The World Meteorological Organization (WMO) has confirmed the record-breaking 38 C temperature reported in Verkhoyansk, Russia last year.
“This new Arctic record is one of a series of observations reported to the WMO Archive of Weather and Climate Extremes that sound the alarm bells about our changing climate,” Petteri Taalas, the World Meteorological Organization Secretary-General, said in a news release on Tuesday.
The 38 C reading in the town of Verkhoyansk, located above the Arctic Circle in the Republic of Sakha (Yakutia) in Russia’s eastern Siberian region, was reported on June 20, 2020 and was part of a heatwave in the region.
“The temperature, more befitting the Mediterranean than the Arctic, was measured at a meteorological observing station during an exceptional and prolonged Siberian heatwave,” the WMO said.
“Average temperatures over Arctic Siberia reached as high as 10 °C above normal for much of summer last year, fuelling devastating fires, driving massive sea ice loss and playing a major role in 2020 being one of the three warmest years on record.”
The hottest previous air temperature recorded by the Verkhoyansk meteorological station prior to June 20, 2020, was 37.3 degrees C on July 25, 1988.
The Verkhoyansk station has provided air temperature measures since 1885.
“Fundamentally, this investigation highlights the increasing temperatures occurring for a climatically important region of the world,” Professor Randall Cerveny, Rapporteur of Climate and Weather Extremes for WMO, said.

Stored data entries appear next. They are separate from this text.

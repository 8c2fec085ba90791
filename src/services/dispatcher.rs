//! Route registry and request-path dispatch.

use crate::models::route::{Route, RouteConfig};

/// The route selected for a request and the path left after dispatch.
#[derive(Debug)]
pub struct Dispatch<'a> {
    pub route: &'a Route,
    pub remaining_path: String,
}

/// All configured routes, in configuration order.
#[derive(Debug)]
pub struct RouteRegistry {
    routes: Vec<Route>,
}

impl RouteRegistry {
    /// Build routes from configuration, assigning ids 1, 2, 3, ... in order.
    pub fn new(configs: Vec<RouteConfig>) -> Self {
        let routes = configs
            .into_iter()
            .zip(1u32..)
            .map(|(cfg, id)| Route::new(id, cfg))
            .collect();
        Self { routes }
    }

    pub fn routes(&self) -> &[Route] {
        &self.routes
    }

    /// The first route without a suffix.
    pub fn default_route(&self) -> Option<&Route> {
        self.routes.iter().find(|r| r.is_default())
    }

    /// Select the route for `path`.
    ///
    /// A route whose suffix equals the first path segment wins (first in
    /// configuration order), and that segment is stripped from the path.
    /// Otherwise the default route gets the path unchanged. Without a default
    /// route, unmatched paths are rejected.
    pub fn dispatch(&self, path: &str) -> Option<Dispatch<'_>> {
        let segments: Vec<&str> = path.split('/').filter(|s| !s.is_empty()).collect();

        if let Some(first) = segments.first() {
            let matched = self
                .routes
                .iter()
                .find(|r| !r.is_default() && r.suffix == *first);
            if let Some(route) = matched {
                tracing::debug!(route = route.id, suffix = %route.suffix, "matched route");
                return Some(Dispatch {
                    route,
                    remaining_path: format!("/{}", segments[1..].join("/")),
                });
            }
        }

        let route = self.default_route()?;
        tracing::debug!(route = route.id, "using default route");
        Some(Dispatch {
            route,
            remaining_path: path.to_string(),
        })
    }
}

The WMO’s World Weather & Climate Extremes Archive logs a slew of different data including things like highest and lowest temperatures, heaviest hailstones and maximum wind gusts.
Temperature extremes for the Antarctic region (at or south of 60 degrees south) have been listed since 2007.
But the drastic warming trends in the Arctic have prompted the WMO to create a new category for the World Weather & Climate Extremes Archive called “highest recorded temperature at or north of 66.5⁰, the Arctic Circle” so both polar regions are now represented.
“Through continued monitoring and assessment of temperature extremes, we can remain knowledgeable about the changes occurring in this critical region of the world, the polar Arctic,” the WMO said.
“It highlights the need for sustaining long-term observations which provide us benchmarks of the state of the climate system.”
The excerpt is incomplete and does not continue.